Il est évident que ceux qui ont supposé des idées innées ou des notions inhérentes à notre être, ont confondu l’organisation de l’homme ou ses dispositions naturelles avec l’habitude qui le modifie, & le plus ou le moins d’aptitude qu’il a pour faire des expériences & pour les appliquer dans ses jugemens. Un homme qui a du goût en peinture a sans doute apporté en naissant des yeux plus fins & plus pénétrans qu’un autre ; mais ces yeux ne le feront point juger avec promptitude s’il n’a point eu occasion de les exercer ; bien plus, à quelques égards les dispositions que nous nommons naturelles ne peuvent être-elles-mêmes regardées comme innées. L’homme n’est point à vingt ans le même qu’il étoit en venant au monde ; les causes physiques qui agissent continuellement sur lui influent nécessairement sur son organisation & font que ses dispositions naturelles ne sont point elles-mêmes dans un tems ce qu’elles étoient dans un autre[1]. Nous voyons tous les jours des enfans montrer jusqu’à un certain âge beaucoup d’esprit, d’aptitude aux sciences, & finir par tomber dans la stupidité.
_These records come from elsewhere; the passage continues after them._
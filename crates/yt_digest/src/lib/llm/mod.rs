pub mod anthropic;
pub mod config;
pub mod huggingface;
pub mod openai;
pub mod prompt;
pub mod provider;

use std::future::Future;

use reqwest::{Client, StatusCode};
use serde::{de::DeserializeOwned, Serialize};
use serde_json::Value;

use crate::error::SummaryError;
use anthropic::AnthropicClient;
use config::LlmConfig;
use huggingface::HuggingFaceClient;
use openai::OpenAIClient;
use prompt::Prompt;
use provider::Provider;

/// Generated text plus the usage the provider reported
#[derive(Debug, Clone, PartialEq)]
pub struct Completion {
    pub text: String,
    pub tokens_used: u64,
}

pub trait Summarizer {
    fn complete(
        &self,
        prompt: &Prompt,
        config: &LlmConfig,
    ) -> impl Future<Output = Result<Completion, SummaryError>> + Send;
}

/// Outcome of [`summarize`]
#[derive(Debug, Clone, PartialEq, Serialize)]
pub struct SummaryResult {
    pub success: bool,
    pub summary: String,
    pub tokens_used: u64,
    pub model_used: String,
    #[serde(skip_serializing_if = "Option::is_none")]
    pub error: Option<SummaryError>,
}

impl SummaryResult {
    pub fn success(config: &LlmConfig, completion: Completion) -> Self {
        Self {
            success: true,
            summary: completion.text,
            tokens_used: completion.tokens_used,
            model_used: config.model().to_string(),
            error: None,
        }
    }

    pub fn failure(config: &LlmConfig, error: SummaryError) -> Self {
        Self {
            success: false,
            summary: String::new(),
            tokens_used: 0,
            model_used: config.model().to_string(),
            error: Some(error),
        }
    }
}

/// A concrete provider client, picked from [`LlmConfig::provider`]
#[derive(Debug, Clone)]
pub enum LlmClient {
    OpenAi(OpenAIClient),
    Anthropic(AnthropicClient),
    Local(OpenAIClient),
    HuggingFace(HuggingFaceClient),
}

impl LlmClient {
    /// Builds the client for the configured model.
    ///
    /// Fails without touching the network when the model cannot be routed or
    /// a cloud provider has no API key.
    pub fn from_config(config: &LlmConfig) -> Result<Self, SummaryError> {
        let provider = config.provider().ok_or_else(|| {
            SummaryError::unknown(format!(
                "Unsupported model {:?}: cannot tell which provider serves it",
                config.model()
            ))
        })?;

        let api_key = config.api_key();
        if provider.requires_api_key() && api_key.is_none() {
            let hint = match provider.api_key_env() {
                Some(env) => format!("{} or {env}", LlmConfig::API_KEY_ENV),
                None => LlmConfig::API_KEY_ENV.to_string(),
            };
            return Err(SummaryError::auth(format!(
                "No API key configured for {provider}; set {hint}"
            )));
        }

        let http = Client::builder()
            .timeout(provider.request_timeout())
            .build()
            .map_err(|e| SummaryError::unknown(format!("Failed to build HTTP client: {e}")))?;
        let base_url = config.endpoint(provider);
        let api_key = api_key.unwrap_or_default();

        let client = match provider {
            Provider::OpenAi => LlmClient::OpenAi(
                OpenAIClient::new(api_key)
                    .with_base_url(base_url)
                    .with_http_client(http),
            ),
            Provider::Local => {
                let client = if api_key.is_empty() {
                    OpenAIClient::anonymous()
                } else {
                    OpenAIClient::new(api_key)
                };
                LlmClient::Local(client.with_base_url(base_url).with_http_client(http))
            }
            Provider::Anthropic => LlmClient::Anthropic(
                AnthropicClient::new(api_key)
                    .with_base_url(base_url)
                    .with_http_client(http),
            ),
            Provider::HuggingFace => LlmClient::HuggingFace(
                HuggingFaceClient::new(api_key)
                    .with_base_url(base_url)
                    .with_http_client(http),
            ),
        };

        Ok(client)
    }

    pub fn provider(&self) -> Provider {
        match self {
            LlmClient::OpenAi(_) => Provider::OpenAi,
            LlmClient::Anthropic(_) => Provider::Anthropic,
            LlmClient::Local(_) => Provider::Local,
            LlmClient::HuggingFace(_) => Provider::HuggingFace,
        }
    }
}

impl Summarizer for LlmClient {
    async fn complete(
        &self,
        prompt: &Prompt,
        config: &LlmConfig,
    ) -> Result<Completion, SummaryError> {
        match self {
            LlmClient::OpenAi(client) | LlmClient::Local(client) => {
                client.complete(prompt, config).await
            }
            LlmClient::Anthropic(client) => client.complete(prompt, config).await,
            LlmClient::HuggingFace(client) => client.complete(prompt, config).await,
        }
    }
}

/// Summarizes `text` with the provider `config` points at.
///
/// Never fails outright; errors are carried in the returned result.
pub async fn summarize(text: &str, config: &LlmConfig, content_type: &str) -> SummaryResult {
    match LlmClient::from_config(config) {
        Ok(client) => {
            tracing::debug!(provider = %client.provider(), "Dispatching summary request");
            summarize_with(&client, text, config, content_type).await
        }
        Err(error) => {
            tracing::error!(model = config.model(), error = %error, "Cannot summarize");
            SummaryResult::failure(config, error)
        }
    }
}

/// [`summarize`] against an already constructed summarizer
#[tracing::instrument(skip(summarizer, text, config), fields(model = config.model()))]
pub async fn summarize_with<S: Summarizer>(
    summarizer: &S,
    text: &str,
    config: &LlmConfig,
    content_type: &str,
) -> SummaryResult {
    tracing::info!("Attempting to summarize text with LLM");

    if text.trim().is_empty() {
        tracing::warn!("No text provided for summarization");
        return SummaryResult::failure(
            config,
            SummaryError::unknown("No text provided for summarization"),
        );
    }

    let prompt = prompt::build(text, content_type);
    match summarizer.complete(&prompt, config).await {
        Ok(completion) => {
            tracing::info!(tokens_used = completion.tokens_used, "LLM summarization complete");
            SummaryResult::success(config, completion)
        }
        Err(error) => {
            tracing::error!(error = %error, "An error occurred during LLM summarization");
            SummaryResult::failure(config, error)
        }
    }
}

/// Reads the body of a provider response, mapping failure statuses
pub(crate) async fn check_response(resp: reqwest::Response) -> Result<String, SummaryError> {
    let status = resp.status();
    let body = resp.text().await?;

    if status.is_success() {
        return Ok(body);
    }

    let message = api_error_message(&body).unwrap_or_else(|| body.trim().to_string());
    match status {
        StatusCode::UNAUTHORIZED | StatusCode::FORBIDDEN => Err(SummaryError::auth(format!(
            "API rejected credentials: {} - {message}",
            status.as_u16()
        ))),
        _ => Err(SummaryError::unknown(format!(
            "API error: {} - {message}",
            status.as_u16()
        ))),
    }
}

pub(crate) fn decode_body<T: DeserializeOwned>(body: &str) -> Result<T, SummaryError> {
    serde_json::from_str(body).map_err(|e| {
        tracing::error!(error = %e, "Failed to decode provider response");
        SummaryError::malformed(format!("Failed to decode provider response: {e}"))
    })
}

/// Pulls the message out of the common provider error envelopes:
/// `{"error": {"message": ..}}`, `{"error": ".."}` and `{"message": ..}`
fn api_error_message(body: &str) -> Option<String> {
    let json = serde_json::from_str::<Value>(body).ok()?;

    json["error"]["message"]
        .as_str()
        .or_else(|| json["error"].as_str())
        .or_else(|| json["message"].as_str())
        .map(String::from)
}

#[cfg(test)]
mod tests {
    use super::*;
    use crate::error::SummaryErrorKind;

    #[test]
    fn test_error_envelopes() {
        let body = r#"{"error": {"message": "Incorrect API key", "type": "invalid_request_error"}}"#;
        assert_eq!(
            api_error_message(body).as_deref(),
            Some("Incorrect API key")
        );
        assert_eq!(
            api_error_message(r#"{"error": "Model is currently loading"}"#).as_deref(),
            Some("Model is currently loading")
        );
        assert_eq!(
            api_error_message(r#"{"message": "Forbidden"}"#).as_deref(),
            Some("Forbidden")
        );
        assert_eq!(api_error_message("<html>502</html>"), None);
    }

    #[test]
    fn test_from_config_requires_key_for_cloud_providers() {
        let config = LlmConfig::new("claude-3-5-haiku-latest");
        let err = LlmClient::from_config(&config).unwrap_err();
        assert_eq!(err.kind, SummaryErrorKind::AuthError);
        assert!(err.message.contains("ANTHROPIC_API_KEY"));
    }

    #[test]
    fn test_from_config_dispatches_on_provider() {
        let cases = [
            (LlmConfig::new("gpt-4o").with_api_key("k"), Provider::OpenAi),
            (
                LlmConfig::new("claude-sonnet-4-0").with_api_key("k"),
                Provider::Anthropic,
            ),
            (LlmConfig::new("ollama/llama3.1"), Provider::Local),
            (
                LlmConfig::new("hf/facebook/bart-large-cnn").with_api_key("k"),
                Provider::HuggingFace,
            ),
        ];

        for (config, expected) in cases {
            let client = LlmClient::from_config(&config).unwrap();
            assert_eq!(client.provider(), expected);
        }
    }

    #[test]
    fn test_unroutable_model_is_unknown() {
        let err = LlmClient::from_config(&LlmConfig::new("llama3")).unwrap_err();
        assert_eq!(err.kind, SummaryErrorKind::Unknown);
    }

    #[test]
    fn test_decode_body_reports_malformed() {
        let err = decode_body::<openai::CompletionResponse>("not json").unwrap_err();
        assert_eq!(err.kind, SummaryErrorKind::MalformedResponse);
    }
}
Nous en voyons d’autres qui après avoir montré dans

  1. Nous pensons, dit la Motte le Vayer, bien autrement des choses en un tems qu’en un autre ; jeunes que vieux ; affamés que rassasiés ; de nuit que de jour ; fâchés que joyeux. Variants ainsi à toute heure par mille autres circonstances qui nous tiennent en une perpétuelle inconstance & instabilité. Voyez le banquet sceptique pag. 17.